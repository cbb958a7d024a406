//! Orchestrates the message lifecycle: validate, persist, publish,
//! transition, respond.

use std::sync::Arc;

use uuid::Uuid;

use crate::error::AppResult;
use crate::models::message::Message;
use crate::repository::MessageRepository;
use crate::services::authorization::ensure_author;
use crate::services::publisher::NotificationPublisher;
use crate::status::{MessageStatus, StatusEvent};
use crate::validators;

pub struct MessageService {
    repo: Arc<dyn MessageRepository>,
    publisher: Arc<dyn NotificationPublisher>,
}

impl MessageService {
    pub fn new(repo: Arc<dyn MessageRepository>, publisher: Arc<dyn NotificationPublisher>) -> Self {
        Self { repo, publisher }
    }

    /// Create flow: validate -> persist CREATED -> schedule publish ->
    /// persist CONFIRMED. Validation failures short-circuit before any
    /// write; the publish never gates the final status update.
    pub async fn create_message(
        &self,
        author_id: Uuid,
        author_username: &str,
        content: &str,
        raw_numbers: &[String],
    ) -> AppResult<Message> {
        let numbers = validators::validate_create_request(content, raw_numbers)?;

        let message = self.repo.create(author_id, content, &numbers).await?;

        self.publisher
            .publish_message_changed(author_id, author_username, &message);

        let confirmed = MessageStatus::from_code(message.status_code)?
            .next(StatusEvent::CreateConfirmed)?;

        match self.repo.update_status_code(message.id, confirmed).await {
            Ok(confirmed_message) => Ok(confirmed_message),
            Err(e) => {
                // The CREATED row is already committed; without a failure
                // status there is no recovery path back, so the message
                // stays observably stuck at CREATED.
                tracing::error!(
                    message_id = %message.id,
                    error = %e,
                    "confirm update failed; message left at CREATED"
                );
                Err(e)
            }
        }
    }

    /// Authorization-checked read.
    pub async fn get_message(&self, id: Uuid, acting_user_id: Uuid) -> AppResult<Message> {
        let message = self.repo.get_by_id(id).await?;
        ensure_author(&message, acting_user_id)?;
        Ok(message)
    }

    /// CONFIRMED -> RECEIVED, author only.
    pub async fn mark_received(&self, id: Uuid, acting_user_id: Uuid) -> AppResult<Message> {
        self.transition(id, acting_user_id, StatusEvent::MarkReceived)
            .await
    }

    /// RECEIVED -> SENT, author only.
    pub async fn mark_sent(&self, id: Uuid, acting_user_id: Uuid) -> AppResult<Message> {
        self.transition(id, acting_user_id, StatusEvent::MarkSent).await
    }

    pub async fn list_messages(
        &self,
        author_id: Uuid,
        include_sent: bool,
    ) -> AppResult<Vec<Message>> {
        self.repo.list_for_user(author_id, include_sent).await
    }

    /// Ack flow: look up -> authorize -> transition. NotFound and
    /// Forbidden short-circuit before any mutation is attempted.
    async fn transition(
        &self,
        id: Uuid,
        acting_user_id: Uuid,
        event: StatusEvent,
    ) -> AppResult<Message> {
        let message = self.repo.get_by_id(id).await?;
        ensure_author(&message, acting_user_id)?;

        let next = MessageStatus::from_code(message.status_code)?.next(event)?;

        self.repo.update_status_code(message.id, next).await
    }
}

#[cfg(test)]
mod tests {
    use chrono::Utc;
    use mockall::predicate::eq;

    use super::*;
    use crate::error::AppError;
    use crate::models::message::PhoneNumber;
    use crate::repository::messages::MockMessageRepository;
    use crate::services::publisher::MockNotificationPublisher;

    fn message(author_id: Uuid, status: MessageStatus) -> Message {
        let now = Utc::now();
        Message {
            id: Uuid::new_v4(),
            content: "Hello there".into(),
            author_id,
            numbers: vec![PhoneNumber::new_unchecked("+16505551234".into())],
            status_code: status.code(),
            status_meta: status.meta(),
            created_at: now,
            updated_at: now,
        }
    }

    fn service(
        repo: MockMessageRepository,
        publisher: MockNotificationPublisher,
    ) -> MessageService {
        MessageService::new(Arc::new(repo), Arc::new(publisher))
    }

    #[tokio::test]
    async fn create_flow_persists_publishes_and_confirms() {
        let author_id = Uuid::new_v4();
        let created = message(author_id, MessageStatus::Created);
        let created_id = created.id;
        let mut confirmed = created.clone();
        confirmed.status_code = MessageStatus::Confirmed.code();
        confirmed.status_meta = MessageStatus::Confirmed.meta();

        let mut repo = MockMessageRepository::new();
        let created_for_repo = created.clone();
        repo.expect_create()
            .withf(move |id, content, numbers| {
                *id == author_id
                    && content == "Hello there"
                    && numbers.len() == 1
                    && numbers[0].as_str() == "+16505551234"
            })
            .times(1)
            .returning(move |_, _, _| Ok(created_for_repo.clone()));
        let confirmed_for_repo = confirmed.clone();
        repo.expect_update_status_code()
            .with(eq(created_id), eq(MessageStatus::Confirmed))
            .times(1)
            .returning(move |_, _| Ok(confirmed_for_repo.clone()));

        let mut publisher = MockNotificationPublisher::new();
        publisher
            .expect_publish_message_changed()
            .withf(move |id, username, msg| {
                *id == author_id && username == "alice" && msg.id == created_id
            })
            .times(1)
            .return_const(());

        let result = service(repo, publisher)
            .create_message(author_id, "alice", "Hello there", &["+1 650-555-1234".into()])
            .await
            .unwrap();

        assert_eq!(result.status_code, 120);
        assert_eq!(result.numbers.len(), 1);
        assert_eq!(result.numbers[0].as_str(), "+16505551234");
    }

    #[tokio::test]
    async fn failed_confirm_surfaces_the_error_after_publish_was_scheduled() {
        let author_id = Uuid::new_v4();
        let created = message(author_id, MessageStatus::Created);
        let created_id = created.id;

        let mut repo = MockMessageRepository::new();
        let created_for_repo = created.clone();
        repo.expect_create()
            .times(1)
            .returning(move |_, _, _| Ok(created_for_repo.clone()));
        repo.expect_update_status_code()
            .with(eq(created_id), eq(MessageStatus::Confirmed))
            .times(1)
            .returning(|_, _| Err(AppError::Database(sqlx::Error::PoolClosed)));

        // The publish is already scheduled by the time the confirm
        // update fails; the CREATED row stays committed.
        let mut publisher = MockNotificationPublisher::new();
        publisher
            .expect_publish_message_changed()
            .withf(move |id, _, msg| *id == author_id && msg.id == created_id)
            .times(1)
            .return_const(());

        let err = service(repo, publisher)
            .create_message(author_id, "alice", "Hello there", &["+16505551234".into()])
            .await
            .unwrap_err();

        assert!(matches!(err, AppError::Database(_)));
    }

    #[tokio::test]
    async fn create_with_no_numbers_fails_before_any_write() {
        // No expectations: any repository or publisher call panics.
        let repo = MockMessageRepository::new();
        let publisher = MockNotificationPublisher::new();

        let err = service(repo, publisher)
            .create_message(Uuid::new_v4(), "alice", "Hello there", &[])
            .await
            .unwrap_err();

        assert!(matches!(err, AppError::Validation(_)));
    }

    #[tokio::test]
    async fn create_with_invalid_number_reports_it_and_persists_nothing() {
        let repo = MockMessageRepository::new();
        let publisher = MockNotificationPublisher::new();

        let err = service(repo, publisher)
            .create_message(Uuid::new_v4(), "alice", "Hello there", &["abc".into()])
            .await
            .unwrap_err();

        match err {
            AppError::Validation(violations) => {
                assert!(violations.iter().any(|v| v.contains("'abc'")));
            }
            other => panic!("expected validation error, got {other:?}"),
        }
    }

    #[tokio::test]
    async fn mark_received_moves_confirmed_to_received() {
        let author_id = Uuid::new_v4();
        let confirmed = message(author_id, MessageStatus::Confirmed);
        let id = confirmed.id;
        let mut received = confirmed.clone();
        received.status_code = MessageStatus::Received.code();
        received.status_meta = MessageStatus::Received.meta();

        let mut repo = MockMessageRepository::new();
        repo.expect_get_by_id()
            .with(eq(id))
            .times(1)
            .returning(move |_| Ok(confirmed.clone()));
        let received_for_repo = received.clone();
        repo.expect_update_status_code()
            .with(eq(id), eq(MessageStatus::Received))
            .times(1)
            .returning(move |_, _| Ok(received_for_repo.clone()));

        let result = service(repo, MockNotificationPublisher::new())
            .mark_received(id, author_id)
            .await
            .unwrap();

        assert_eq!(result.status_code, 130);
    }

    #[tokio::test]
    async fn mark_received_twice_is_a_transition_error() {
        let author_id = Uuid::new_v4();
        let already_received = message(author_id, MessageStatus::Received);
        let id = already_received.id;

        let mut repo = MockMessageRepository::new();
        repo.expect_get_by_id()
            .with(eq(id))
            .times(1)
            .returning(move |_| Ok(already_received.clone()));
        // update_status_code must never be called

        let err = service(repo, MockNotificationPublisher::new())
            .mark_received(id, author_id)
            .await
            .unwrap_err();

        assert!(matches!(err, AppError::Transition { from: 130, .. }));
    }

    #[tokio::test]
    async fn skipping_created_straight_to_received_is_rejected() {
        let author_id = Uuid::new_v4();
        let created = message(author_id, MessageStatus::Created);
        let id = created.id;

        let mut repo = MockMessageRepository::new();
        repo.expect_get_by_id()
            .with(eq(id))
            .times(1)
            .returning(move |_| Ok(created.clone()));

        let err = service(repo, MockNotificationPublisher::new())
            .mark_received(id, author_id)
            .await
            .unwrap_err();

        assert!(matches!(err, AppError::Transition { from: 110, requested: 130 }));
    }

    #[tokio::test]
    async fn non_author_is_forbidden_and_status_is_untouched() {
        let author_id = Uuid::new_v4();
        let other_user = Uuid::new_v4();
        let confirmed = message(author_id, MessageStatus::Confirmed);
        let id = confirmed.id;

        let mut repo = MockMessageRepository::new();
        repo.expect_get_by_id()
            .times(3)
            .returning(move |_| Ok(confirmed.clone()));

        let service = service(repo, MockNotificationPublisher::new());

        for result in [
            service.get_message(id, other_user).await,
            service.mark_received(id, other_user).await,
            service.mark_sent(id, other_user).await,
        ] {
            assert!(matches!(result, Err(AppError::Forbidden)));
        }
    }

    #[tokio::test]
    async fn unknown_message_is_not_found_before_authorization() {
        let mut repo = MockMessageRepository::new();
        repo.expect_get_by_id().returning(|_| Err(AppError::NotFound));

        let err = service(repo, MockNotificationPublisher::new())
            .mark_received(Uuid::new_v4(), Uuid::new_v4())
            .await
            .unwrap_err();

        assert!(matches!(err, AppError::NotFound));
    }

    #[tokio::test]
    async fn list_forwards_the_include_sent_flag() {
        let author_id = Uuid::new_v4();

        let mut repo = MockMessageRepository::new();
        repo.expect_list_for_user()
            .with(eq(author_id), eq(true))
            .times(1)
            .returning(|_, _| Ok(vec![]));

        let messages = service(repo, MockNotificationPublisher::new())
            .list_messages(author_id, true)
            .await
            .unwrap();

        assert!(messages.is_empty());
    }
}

---

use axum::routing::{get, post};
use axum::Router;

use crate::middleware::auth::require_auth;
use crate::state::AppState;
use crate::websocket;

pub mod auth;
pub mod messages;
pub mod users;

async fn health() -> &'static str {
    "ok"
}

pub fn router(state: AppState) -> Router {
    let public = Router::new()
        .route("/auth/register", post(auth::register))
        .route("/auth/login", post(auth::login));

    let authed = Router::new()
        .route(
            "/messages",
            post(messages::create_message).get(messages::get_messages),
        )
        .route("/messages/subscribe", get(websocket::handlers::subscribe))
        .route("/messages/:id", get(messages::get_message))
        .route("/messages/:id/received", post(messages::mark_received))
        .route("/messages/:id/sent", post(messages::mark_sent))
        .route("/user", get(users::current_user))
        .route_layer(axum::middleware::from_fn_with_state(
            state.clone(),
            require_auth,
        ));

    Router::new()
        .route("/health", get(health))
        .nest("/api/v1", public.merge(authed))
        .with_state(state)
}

WHAT YOU NEED TO DO —
Check every line of the records, and copy the ones that hold the word "authed".

RESPONSE BOX —
    let authed = Router::new()
        .nest("/api/v1", public.merge(authed))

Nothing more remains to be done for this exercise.